#### Supplied records
- Opening Delimiter -
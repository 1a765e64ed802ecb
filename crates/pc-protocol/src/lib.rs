//! pc-protocol: SSH session request payloads for pcompose
//!
//! Decodes the byte layouts of the `pty-req` and `window-change` channel
//! requests into a [`TerminalGeometry`].
//!
//! The SSH transport decodes these requests itself and hands the server the
//! `(columns, rows)` pair, which becomes a geometry via
//! `TerminalGeometry::from`. The parsers here define the wire layout that
//! pair has to agree with, and their tests pin both paths to the same result.

pub mod error;
pub mod geometry;
pub mod request;

pub use error::ProtocolError;
pub use geometry::TerminalGeometry;
pub use request::{parse_pty_req, parse_window_change, DIMENSIONS_SIZE};
//! pc-hook: git hooks for pcompose
//!
//! Every managed bare repository links its `pre-receive`, `update` and
//! `post-receive` hooks to the pcompose binary. When invoked through one of
//! those links the binary parses the ref update git hands it and, for
//! `post-receive`, runs the [`DeployPipeline`].

pub mod deploy;
pub mod error;
pub mod hook;

pub use deploy::DeployPipeline;
pub use error::{DeployError, HookError};
pub use hook::{HookInvocation, HookKind, RefUpdate};

use std::io::BufRead;
use std::path::Path;

use pc_core::config::{hooks_config_path, load_config};
use pc_core::{ConfigError, PcomposeConfig};

/// Load the configuration linked into `<repo>/hooks`, or defaults
pub fn load_hook_config(repo_dir: &Path) -> PcomposeConfig {
    let path = hooks_config_path(repo_dir);
    match load_config::<PcomposeConfig>(&path) {
        Ok(config) => config,
        Err(ConfigError::NotFound(_)) => {
            tracing::warn!("No hook config at {:?}, using defaults", path);
            PcomposeConfig::default()
        }
        Err(e) => {
            tracing::warn!("Failed to load hook config from {:?}: {}, using defaults", path, e);
            PcomposeConfig::default()
        }
    }
}

/// Run one hook invocation
///
/// `repo_dir` is the bare repository git runs the hook in; `args` are the
/// positional arguments after argv[0].
pub async fn run_hook(
    kind: HookKind,
    repo_dir: &Path,
    args: &[String],
    stdin: impl BufRead,
    config: &PcomposeConfig,
) -> Result<(), HookError> {
    let invocation = HookInvocation::parse(kind, repo_dir, args, stdin)?;
    tracing::info!(
        repo = %repo_dir.display(),
        "{} {} {}..{}",
        kind,
        invocation.update.ref_name,
        invocation.update.old_rev,
        invocation.update.new_rev
    );

    match kind {
        // Accepted without policy for now
        HookKind::PreReceive | HookKind::Update => Ok(()),
        HookKind::PostReceive => {
            // git exports GIT_DIR=. to hooks; a clone must not inherit it
            std::env::remove_var("GIT_DIR");
            DeployPipeline::new(config, &invocation.repo_dir)?
                .run()
                .await?;
            Ok(())
        }
    }
}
- Closing Delimiter -
Go through the listing, find each line with the word "links", and copy it.

#### Solution for this problem
//! Every managed bare repository links its `pre-receive`, `update` and
//! those links the binary parses the ref update git hands it and, for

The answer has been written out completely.